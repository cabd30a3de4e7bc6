//! The battle screen: a presentational view of two combatants.
//!
//! Battle resolution is authoritative on the backend; this screen only
//! renders the matchup the shell knows about and lets the player flee.

use futures::future::LocalBoxFuture;
use winit::keyboard::KeyCode;

use crate::draw2d::{Canvas, Color, Rect};
use crate::input::InputHandle;
use crate::player::{Creature, SessionHandle};
use crate::scene::{Fade, Navigator, Scene, SceneContext, SceneError};
use crate::stage::{LayerId, StageHandle};

use super::names;

pub struct BattleScene {
    stage: StageHandle,
    input: InputHandle,
    navigator: Navigator,
    layer: LayerId,
    session: SessionHandle,

    fighter: Option<Creature>,
    opponent: Creature,
    /// Idle bob for the combatant panels.
    sway: f32,
}

impl BattleScene {
    pub fn new(ctx: &SceneContext, session: SessionHandle) -> Self {
        let layer = ctx.stage.borrow_mut().create_layer("battle");
        Self {
            stage: ctx.stage.clone(),
            input: ctx.input.clone(),
            navigator: ctx.navigator.clone(),
            layer,
            session,
            fighter: None,
            opponent: Creature {
                name: "Thornback".into(),
                species: "Briarling".into(),
                level: 3,
                hp: (20, 20),
            },
            sway: 0.0,
        }
    }

    fn combatant_panel(&self, canvas_rect: Rect, creature: &Creature, canvas: &mut Canvas) {
        canvas.panel(canvas_rect, Color::PANEL_BG, Color::PANEL_BORDER);
        canvas.text(
            canvas_rect.x + 14.0,
            canvas_rect.y + 10.0,
            format!("{} (Lv {})", creature.name, creature.level),
            Color::WHITE,
        );
        canvas.text(
            canvas_rect.x + 14.0,
            canvas_rect.y + 36.0,
            &creature.species,
            Color::rgba(0.7, 0.7, 0.75, 1.0),
        );

        let (hp, max) = creature.hp;
        let bar = Rect::new(canvas_rect.x + 14.0, canvas_rect.y + 66.0, canvas_rect.width - 28.0, 10.0);
        canvas.rect(bar, Color::rgba(0.2, 0.2, 0.22, 1.0));
        let fill = bar.width * hp as f32 / max as f32;
        canvas.rect(
            Rect::new(bar.x, bar.y, fill, bar.height),
            Color::rgb(0.35, 0.8, 0.4),
        );
        canvas.text(
            bar.x,
            bar.y + 14.0,
            format!("{hp}/{max}"),
            Color::rgba(0.7, 0.7, 0.75, 1.0),
        );
    }

    fn repaint(&mut self) {
        let (width, height) = self.stage.borrow().size();
        let Some(fighter) = self.fighter.clone() else {
            return;
        };
        let opponent = self.opponent.clone();
        let bob = (self.sway.sin() * 4.0).round();

        let mut stage = self.stage.borrow_mut();
        let Some(canvas) = stage.canvas(self.layer) else {
            return;
        };
        canvas.clear();
        canvas.set_background(Color::rgb(0.1, 0.07, 0.08));

        let panel_w = 260.0;
        let panel_h = 110.0;
        self.combatant_panel(
            Rect::new(40.0, height as f32 - panel_h - 50.0 + bob, panel_w, panel_h),
            &fighter,
            canvas,
        );
        self.combatant_panel(
            Rect::new(width as f32 - panel_w - 40.0, 50.0 - bob, panel_w, panel_h),
            &opponent,
            canvas,
        );

        canvas.text(
            40.0,
            height as f32 - 28.0,
            "[Esc] Flee to the overworld",
            Color::WHITE,
        );
    }
}

impl Scene for BattleScene {
    fn load(&mut self) -> LocalBoxFuture<'_, Result<(), SceneError>> {
        Box::pin(async move {
            let fighter = self
                .session
                .borrow()
                .roster()
                .first()
                .cloned()
                .ok_or_else(|| SceneError::content("no creature in the roster to battle with"))?;
            self.fighter = Some(fighter);
            self.repaint();
            Ok(())
        })
    }

    fn update(&mut self, dt: f32) {
        self.sway += dt * 2.0;
        if self.input.borrow().key_pressed(KeyCode::Escape) {
            self.navigator.go(names::OVERWORLD, Fade::millis(300.0));
        }
        self.repaint();
    }

    fn unload(&mut self) -> LocalBoxFuture<'_, Result<(), SceneError>> {
        Box::pin(async { Ok(()) })
    }

    fn layer(&self) -> LayerId {
        self.layer
    }
}

#[cfg(test)]
mod tests {
    use super::*;
    use crate::input::Input;
    use crate::player::{Session, starter_session};
    use crate::scene::{Director, FrameClock};
    use crate::stage::headless::HeadlessStage;
    use futures::executor::{LocalPool, block_on};
    use std::cell::RefCell;
    use std::rc::Rc;

    fn context() -> SceneContext {
        let pool = LocalPool::new();
        let stage: StageHandle = Rc::new(RefCell::new(HeadlessStage::new(800, 600)));
        let input: InputHandle = Rc::new(RefCell::new(Input::new()));
        let director = Director::new(
            stage.clone(),
            FrameClock::new(),
            input.clone(),
            pool.spawner(),
        );
        SceneContext {
            stage,
            input,
            navigator: director.navigator(),
        }
    }

    #[test]
    fn load_takes_the_first_roster_creature() {
        let ctx = context();
        let mut scene = BattleScene::new(&ctx, starter_session("ada"));
        block_on(scene.load()).unwrap();
        assert_eq!(scene.fighter.as_ref().unwrap().name, "Pebble");
    }

    #[test]
    fn load_fails_with_an_empty_roster() {
        let ctx = context();
        let session = Rc::new(RefCell::new(Session::new("ada")));
        let mut scene = BattleScene::new(&ctx, session);
        let err = block_on(scene.load()).unwrap_err();
        assert!(matches!(err, SceneError::Content(_)));
    }
}
//! Title screen.

use futures::future::LocalBoxFuture;

use crate::draw2d::{Color, Rect};
use crate::input::InputHandle;
use crate::scene::{Fade, Navigator, Scene, SceneContext, SceneError};
use crate::stage::{LayerId, StageHandle};

use super::names;

const BUTTON_WIDTH: f32 = 280.0;
const BUTTON_HEIGHT: f32 = 44.0;
const BUTTON_GAP: f32 = 14.0;

struct Button {
    label: &'static str,
    destination: &'static str,
}

const BUTTONS: &[Button] = &[
    Button {
        label: "Adventure",
        destination: names::OVERWORLD,
    },
    Button {
        label: "Quiz",
        destination: names::QUIZ,
    },
    Button {
        label: "Collection",
        destination: names::COLLECTION,
    },
];

/// The title screen: a column of buttons, each opening another scene.
pub struct MenuScene {
    stage: StageHandle,
    input: InputHandle,
    navigator: Navigator,
    layer: LayerId,
    player_name: String,
}

impl MenuScene {
    pub fn new(ctx: &SceneContext, player_name: impl Into<String>) -> Self {
        let layer = ctx.stage.borrow_mut().create_layer("menu");
        Self {
            stage: ctx.stage.clone(),
            input: ctx.input.clone(),
            navigator: ctx.navigator.clone(),
            layer,
            player_name: player_name.into(),
        }
    }

    fn button_rect(&self, index: usize) -> Rect {
        let (width, height) = self.stage.borrow().size();
        let x = (width as f32 - BUTTON_WIDTH) / 2.0;
        let top = height as f32 * 0.45;
        Rect::new(
            x,
            top + index as f32 * (BUTTON_HEIGHT + BUTTON_GAP),
            BUTTON_WIDTH,
            BUTTON_HEIGHT,
        )
    }

    fn repaint(&mut self, hover: Option<usize>) {
        let (width, _) = self.stage.borrow().size();
        let rects: Vec<Rect> = (0..BUTTONS.len()).map(|i| self.button_rect(i)).collect();

        let mut stage = self.stage.borrow_mut();
        let Some(canvas) = stage.canvas(self.layer) else {
            return;
        };
        canvas.clear();
        canvas.set_background(Color::rgb(0.07, 0.08, 0.12));

        canvas.text(
            width as f32 / 2.0 - 110.0,
            90.0,
            "PAIDEIA QUEST",
            Color::rgb(0.95, 0.88, 0.55),
        );
        canvas.text(
            width as f32 / 2.0 - 110.0,
            130.0,
            format!("Welcome back, {}", self.player_name),
            Color::rgba(0.8, 0.8, 0.85, 1.0),
        );

        for (i, (button, rect)) in BUTTONS.iter().zip(&rects).enumerate() {
            let bg = if hover == Some(i) {
                Color::rgba(0.2, 0.22, 0.3, 0.95)
            } else {
                Color::PANEL_BG
            };
            canvas.panel(*rect, bg, Color::PANEL_BORDER);
            canvas.text(
                rect.x + 18.0,
                rect.y + 10.0,
                button.label,
                Color::WHITE,
            );
        }
    }
}

impl Scene for MenuScene {
    fn load(&mut self) -> LocalBoxFuture<'_, Result<(), SceneError>> {
        Box::pin(async move {
            self.repaint(None);
            Ok(())
        })
    }

    fn update(&mut self, _dt: f32) {
        let (mouse, clicked) = {
            let input = self.input.borrow();
            (input.mouse_position(), input.clicked())
        };

        let hover = (0..BUTTONS.len()).find(|&i| self.button_rect(i).contains(mouse));
        if clicked
            && let Some(i) = hover
        {
            self.navigator.go(BUTTONS[i].destination, Fade::millis(300.0));
        }

        self.repaint(hover);
    }

    fn unload(&mut self) -> LocalBoxFuture<'_, Result<(), SceneError>> {
        Box::pin(async { Ok(()) })
    }

    fn layer(&self) -> LayerId {
        self.layer
    }
}

#[cfg(test)]
mod tests {
    use super::*;
    use crate::input::Input;
    use crate::scene::{Director, FrameClock};
    use crate::stage::headless::HeadlessStage;
    use futures::executor::{LocalPool, block_on};
    use glam::Vec2;
    use std::cell::RefCell;
    use std::rc::Rc;

    fn context() -> (SceneContext, StageHandle) {
        let pool = LocalPool::new();
        let stage: StageHandle = Rc::new(RefCell::new(HeadlessStage::new(800, 600)));
        let input: InputHandle = Rc::new(RefCell::new(Input::new()));
        let director = Director::new(
            stage.clone(),
            FrameClock::new(),
            input.clone(),
            pool.spawner(),
        );
        (
            SceneContext {
                stage: stage.clone(),
                input,
                navigator: director.navigator(),
            },
            stage,
        )
    }

    #[test]
    fn load_paints_title_and_buttons() {
        let (ctx, stage) = context();
        let mut scene = MenuScene::new(&ctx, "ada");
        block_on(scene.load()).unwrap();

        let mut stage = stage.borrow_mut();
        let canvas = stage.canvas(scene.layer()).unwrap();
        // Two title lines plus five commands per button panel + label.
        assert_eq!(canvas.cmds().len(), 2 + BUTTONS.len() * 6);
    }

    #[test]
    fn hover_tracks_button_rects() {
        let (ctx, _stage) = context();
        let scene = MenuScene::new(&ctx, "ada");
        let rect = scene.button_rect(0);
        assert!(rect.contains(Vec2::new(rect.x + 1.0, rect.y + 1.0)));
        assert!(!scene.button_rect(1).contains(Vec2::new(rect.x, rect.y)));
    }
}
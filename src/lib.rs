//! # Paideia
//!
//! **A scene-driven 2D client shell for educational quiz RPGs.**
//!
//! Paideia renders the student-facing side of a quiz RPG — menus, an
//! overworld, the quiz flow — as named scenes behind a lifecycle
//! director that cross-fades between them. Screens are registered as
//! factories, constructed fresh on every visit, and own a stage layer
//! they paint into with a retained 2D draw list.
//!
//! ## Quick Start
//!
//! ```no_run
//! use paideia::*;
//! use paideia::scenes::{MenuScene, names};
//!
//! fn main() -> Result<(), AppError> {
//!     run(AppConfig::new().title("Paideia Quest"), |shell| {
//!         shell.director.register(names::MENU, |ctx| {
//!             Box::new(MenuScene::new(ctx, "Wanderer")) as Box<dyn Scene>
//!         })?;
//!         shell.start(names::MENU);
//!         Ok(())
//!     })
//! }
//! ```
//!
//! ## Design
//!
//! - **One transition at a time** — the director's phase guard rejects a
//!   second `change_scene` while one is in flight; nothing is queued.
//! - **Strict sequencing** — fade-out, unload, detach, construct, load,
//!   attach, fade-in, each step completing before the next.
//! - **Single thread, real async** — scene `load`/`unload` are futures
//!   driven by the host's executor; fades sample opacity once per
//!   rendered frame through the frame clock.
//! - **Testable without a window** — the headless stage records every
//!   attach/detach/opacity call the director makes.

mod app;
mod assets;
mod content;
mod draw2d;
mod gpu;
mod input;
mod player;
pub mod scene;
pub mod scenes;
pub mod stage;

pub use app::{AppConfig, AppError, SetupContext, run};
pub use assets::{AssetError, Assets, FontAtlas, FontId, GlyphInfo, SpriteTexture};
pub use content::{Choice, ContentError, ContentLibrary, Question, Quiz, QuizCatalog};
pub use draw2d::{Canvas, Color, Draw2d, DrawCmd, Rect};
pub use gpu::GpuContext;
pub use input::{Input, InputHandle};
pub use player::{Creature, Session, SessionHandle, starter_session};
pub use scene::{
    Director, DirectorError, Easing, Fade, FrameClock, Navigator, Scene, SceneContext, SceneError,
};
pub use stage::{CanvasStage, HeadlessStage, LayerId, SpriteSource, Stage, StageHandle};

// Re-export commonly used math and input types for convenience.
pub use glam::Vec2;
pub use winit::event::MouseButton;
pub use winit::keyboard::KeyCode;
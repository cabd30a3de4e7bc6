//! Per-frame tick source for transition fades.
//!
//! The app publishes one tick per rendered frame; futures produced by
//! [`FrameClock::next_frame`] resolve with that frame's delta time. This
//! is what lets a fade ramp sample opacity once per render frame while
//! the rest of the transition awaits scene lifecycle hooks.

use std::cell::RefCell;
use std::future::Future;
use std::pin::Pin;
use std::rc::Rc;
use std::task::{Context, Poll, Waker};

#[derive(Default)]
struct ClockInner {
    /// Monotonic frame counter; a [`NextFrame`] resolves once this
    /// advances past the value observed at creation.
    frame: u64,
    /// Delta time of the most recent tick, in seconds.
    dt: f32,
    wakers: Vec<Waker>,
}

/// Shared handle to the host's frame ticks.
///
/// Cloning is cheap; all clones observe the same ticks. The clock is
/// single-threaded — ticks and waiters live on the render thread.
#[derive(Clone, Default)]
pub struct FrameClock {
    inner: Rc<RefCell<ClockInner>>,
}

impl FrameClock {
    pub fn new() -> Self {
        Self::default()
    }

    /// Publish a frame tick with the frame's delta time in seconds.
    ///
    /// Wakes every future currently waiting in [`next_frame`](Self::next_frame).
    pub fn tick(&self, dt: f32) {
        let wakers = {
            let mut inner = self.inner.borrow_mut();
            inner.frame += 1;
            inner.dt = dt;
            std::mem::take(&mut inner.wakers)
        };
        for waker in wakers {
            waker.wake();
        }
    }

    /// Number of ticks published so far.
    pub fn frame(&self) -> u64 {
        self.inner.borrow().frame
    }

    /// Resolves at the next published tick with its delta time.
    pub fn next_frame(&self) -> NextFrame {
        NextFrame {
            inner: self.inner.clone(),
            seen: self.inner.borrow().frame,
        }
    }
}

/// Future returned by [`FrameClock::next_frame`].
pub struct NextFrame {
    inner: Rc<RefCell<ClockInner>>,
    seen: u64,
}

impl Future for NextFrame {
    type Output = f32;

    fn poll(self: Pin<&mut Self>, cx: &mut Context<'_>) -> Poll<f32> {
        let mut inner = self.inner.borrow_mut();
        if inner.frame > self.seen {
            Poll::Ready(inner.dt)
        } else {
            if !inner.wakers.iter().any(|w| w.will_wake(cx.waker())) {
                inner.wakers.push(cx.waker().clone());
            }
            Poll::Pending
        }
    }
}

#[cfg(test)]
mod tests {
    use super::*;
    use futures::FutureExt;
    use futures::task::noop_waker;

    fn poll_once<F: Future + Unpin>(fut: &mut F) -> Poll<F::Output> {
        let waker = noop_waker();
        let mut cx = Context::from_waker(&waker);
        fut.poll_unpin(&mut cx)
    }

    #[test]
    fn next_frame_pends_until_tick() {
        let clock = FrameClock::new();
        let mut fut = clock.next_frame();
        assert!(poll_once(&mut fut).is_pending());

        clock.tick(0.016);
        assert_eq!(poll_once(&mut fut), Poll::Ready(0.016));
    }

    #[test]
    fn tick_before_creation_does_not_satisfy_waiter() {
        let clock = FrameClock::new();
        clock.tick(0.016);

        // Created after the tick; must wait for a fresh one.
        let mut fut = clock.next_frame();
        assert!(poll_once(&mut fut).is_pending());
        clock.tick(0.032);
        assert_eq!(poll_once(&mut fut), Poll::Ready(0.032));
    }

    #[test]
    fn repeated_polls_do_not_pile_up_wakers() {
        let clock = FrameClock::new();
        let mut fut = clock.next_frame();
        for _ in 0..8 {
            assert!(poll_once(&mut fut).is_pending());
        }
        assert_eq!(clock.inner.borrow().wakers.len(), 1);
    }

    #[test]
    fn frame_counter_advances() {
        let clock = FrameClock::new();
        assert_eq!(clock.frame(), 0);
        clock.tick(0.01);
        clock.tick(0.01);
        assert_eq!(clock.frame(), 2);
    }
}
//! The admin page: adding, renaming and removing agents, and adding,
//! removing and searching transactions.

mod action;
mod endpoints;
mod page;

pub use endpoints::{post_admin, post_change_agent_name};
pub use page::get_admin_page;
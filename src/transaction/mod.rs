//! Transactions: dated sales attributed to an agent.

mod core;
mod create;
mod delete;
mod search;

pub use self::core::{NewTransaction, TransactionRow, create_transaction_table};
pub use create::create_transaction;
pub use delete::delete_transaction;
pub use search::search_transactions;
//! Creates the application's tables and seeds the demo agents.

use rusqlite::Connection;

use crate::{Error, agent::create_agent_table, transaction::create_transaction_table};

/// The agents inserted into a new database so the charts have something to show.
pub const DEMO_AGENT_NAMES: [&str; 3] = ["Alice", "Bob", "Charlie"];

/// Create the tables for the domain models if they do not exist.
///
/// Calling this on an existing database is safe, it will also add columns
/// that older databases are missing.
///
/// # Errors
/// Returns an error if there is an SQL error.
pub fn initialize(connection: &Connection) -> Result<(), Error> {
    let transaction = connection.unchecked_transaction()?;

    create_agent_table(&transaction)?;
    create_transaction_table(&transaction)?;

    transaction.commit()?;

    Ok(())
}

/// Insert the agents in [DEMO_AGENT_NAMES], skipping any name that already exists.
///
/// Returns the number of agents that were inserted.
///
/// # Errors
/// Returns an error if there is an SQL error.
pub fn seed_demo_agents(connection: &Connection) -> Result<usize, Error> {
    let mut statement = connection.prepare("INSERT OR IGNORE INTO agents (name) VALUES (?1)")?;

    let mut inserted = 0;
    for name in DEMO_AGENT_NAMES {
        inserted += statement.execute([name])?;
    }

    Ok(inserted)
}

#[cfg(test)]
mod tests {
    use rusqlite::Connection;

    use crate::report::{AggregateRow, Period, ReportKind, get_report_rows};

    use super::{DEMO_AGENT_NAMES, initialize, seed_demo_agents};

    #[test]
    fn initialize_is_idempotent() {
        let connection = Connection::open_in_memory().unwrap();

        initialize(&connection).unwrap();

        assert_eq!(initialize(&connection), Ok(()));
    }

    #[test]
    fn seeds_demo_agents_once() {
        let connection = Connection::open_in_memory().unwrap();
        initialize(&connection).unwrap();

        let first = seed_demo_agents(&connection).unwrap();
        let second = seed_demo_agents(&connection).unwrap();

        assert_eq!(first, DEMO_AGENT_NAMES.len());
        assert_eq!(second, 0);
        let count: i64 = connection
            .query_one("SELECT COUNT(*) FROM agents", [], |row| row.get(0))
            .unwrap();
        assert_eq!(count, DEMO_AGENT_NAMES.len() as i64);
    }

    #[test]
    fn upgrades_database_without_addresses() {
        let connection = Connection::open_in_memory().unwrap();
        connection
            .execute_batch(
                "CREATE TABLE agents (
                    id INTEGER PRIMARY KEY,
                    name TEXT UNIQUE NOT NULL
                );
                CREATE TABLE transactions (
                    id INTEGER PRIMARY KEY,
                    agent_id INTEGER,
                    volume REAL,
                    date TEXT,
                    FOREIGN KEY (agent_id) REFERENCES agents(id)
                );
                INSERT INTO agents (name) VALUES ('Alice');
                INSERT INTO transactions (agent_id, volume, date) VALUES (1, 250.0, '2024-12-03');",
            )
            .unwrap();

        initialize(&connection).unwrap();

        let address: Option<String> = connection
            .query_one("SELECT address FROM transactions WHERE id = 1", [], |row| {
                row.get(0)
            })
            .unwrap();
        assert_eq!(address, None);
        let period: Period = "2024-12".parse().unwrap();
        assert_eq!(
            get_report_rows(ReportKind::MonthlyVolume, &period, &connection).unwrap(),
            vec![AggregateRow {
                agent_name: "Alice".to_owned(),
                value: 250.0,
            }]
        );
    }
}
//! Renaming agents.

use rusqlite::Connection;

use crate::{
    Error,
    agent::core::{
        Agent, find_agent_id_by_name, get_agent, is_shared_agent_name, map_duplicate_name_error,
    },
    database_id::AgentId,
};

/// The agent before and after a rename.
#[derive(Debug, Clone, PartialEq)]
pub struct RenamedAgent {
    /// The name the agent had before the rename.
    pub old_name: String,
    /// The agent with its new name.
    pub agent: Agent,
}

/// Change the name of the agent `id` to `new_name` (trimmed).
///
/// The name must not be used by any other agent, unless it is the shared
/// name "other" which is always allowed.
///
/// # Errors
/// Returns:
/// - [Error::EmptyAgentName] if `new_name` is blank,
/// - [Error::AgentNotFound] if `id` does not refer to an agent,
/// - [Error::DuplicateAgentName] if another agent already has `new_name`,
/// - [Error::SqlError] if there is some other SQL error.
pub fn rename_agent(
    id: AgentId,
    new_name: &str,
    connection: &Connection,
) -> Result<RenamedAgent, Error> {
    let new_name = new_name.trim();

    if new_name.is_empty() {
        return Err(Error::EmptyAgentName);
    }

    let agent = get_agent(id, connection)?;

    if !is_shared_agent_name(new_name)
        && find_agent_id_by_name(new_name, Some(id), connection)?.is_some()
    {
        return Err(Error::DuplicateAgentName(new_name.to_owned()));
    }

    connection
        .execute(
            "UPDATE agents SET name = ?1 WHERE id = ?2",
            (new_name, id),
        )
        .map_err(|error| map_duplicate_name_error(error, new_name))?;

    Ok(RenamedAgent {
        old_name: agent.name,
        agent: Agent {
            id,
            name: new_name.to_owned(),
        },
    })
}
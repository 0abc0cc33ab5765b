//! Application router configuration.

use axum::{
    Router, middleware,
    routing::{get, post},
};

use crate::{
    AppState,
    admin::{get_admin_page, post_admin, post_change_agent_name},
    endpoints,
    index_page::get_index_page,
    internal_server_error::get_internal_server_error_page,
    logging::logging_middleware,
    not_found::get_404_not_found,
    report::get_graph,
};

/// Return a router with all the app's routes.
pub fn build_router(state: AppState) -> Router {
    Router::new()
        .route(endpoints::ROOT, get(get_index_page))
        .route(endpoints::GRAPHS, get(get_graph))
        .route(endpoints::ADMIN_VIEW, get(get_admin_page).post(post_admin))
        .route(endpoints::CHANGE_AGENT_NAME, post(post_change_agent_name))
        .route(
            endpoints::INTERNAL_ERROR_VIEW,
            get(get_internal_server_error_page),
        )
        .fallback(get_404_not_found)
        .layer(middleware::from_fn(logging_middleware))
        .with_state(state)
}
use rusqlite::{Connection, params};

use crate::{Error, database_id::TransactionId, transaction::core::NewTransaction};

/// Insert `transaction` and return its ID.
///
/// The agent ID is stored as given, without checking that the agent exists.
/// A blank address is stored as NULL.
///
/// # Errors
/// Returns:
/// - [Error::NegativeVolume] if the volume is below zero,
/// - [Error::SqlError] if there is some other SQL error.
pub fn create_transaction(
    transaction: &NewTransaction,
    connection: &Connection,
) -> Result<TransactionId, Error> {
    if transaction.volume < 0.0 {
        return Err(Error::NegativeVolume(transaction.volume));
    }

    let address = transaction
        .address
        .as_deref()
        .map(str::trim)
        .filter(|address| !address.is_empty());

    connection.execute(
        "INSERT INTO transactions (agent_id, volume, date, address) VALUES (?1, ?2, ?3, ?4)",
        params![
            transaction.agent_id,
            transaction.volume,
            transaction.date,
            address
        ],
    )?;

    Ok(connection.last_insert_rowid())
}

• ASSIGNMENT
Give again, exactly as written, the lines running from the first line of the data above through the line that contains "let (hp, max) = creature.hp;".

• EXERCISE RESPONSE
repository cabd30a3de4e7bc6
//! The battle screen: a presentational view of two combatants.
//!
//! Battle resolution is authoritative on the backend; this screen only
//! renders the matchup the shell knows about and lets the player flee.

use futures::future::LocalBoxFuture;
use winit::keyboard::KeyCode;

use crate::draw2d::{Canvas, Color, Rect};
use crate::input::InputHandle;
use crate::player::{Creature, SessionHandle};
use crate::scene::{Fade, Navigator, Scene, SceneContext, SceneError};
use crate::stage::{LayerId, StageHandle};

use super::names;

pub struct BattleScene {
    stage: StageHandle,
    input: InputHandle,
    navigator: Navigator,
    layer: LayerId,
    session: SessionHandle,

    fighter: Option<Creature>,
    opponent: Creature,
    /// Idle bob for the combatant panels.
    sway: f32,
}

impl BattleScene {
    pub fn new(ctx: &SceneContext, session: SessionHandle) -> Self {
        let layer = ctx.stage.borrow_mut().create_layer("battle");
        Self {
            stage: ctx.stage.clone(),
            input: ctx.input.clone(),
            navigator: ctx.navigator.clone(),
            layer,
            session,
            fighter: None,
            opponent: Creature {
                name: "Thornback".into(),
                species: "Briarling".into(),
                level: 3,
                hp: (20, 20),
            },
            sway: 0.0,
        }
    }

    fn combatant_panel(&self, canvas_rect: Rect, creature: &Creature, canvas: &mut Canvas) {
        canvas.panel(canvas_rect, Color::PANEL_BG, Color::PANEL_BORDER);
        canvas.text(
            canvas_rect.x + 14.0,
            canvas_rect.y + 10.0,
            format!("{} (Lv {})", creature.name, creature.level),
            Color::WHITE,
        );
        canvas.text(
            canvas_rect.x + 14.0,
            canvas_rect.y + 36.0,
            &creature.species,
            Color::rgba(0.7, 0.7, 0.75, 1.0),
        );

        let (hp, max) = creature.hp;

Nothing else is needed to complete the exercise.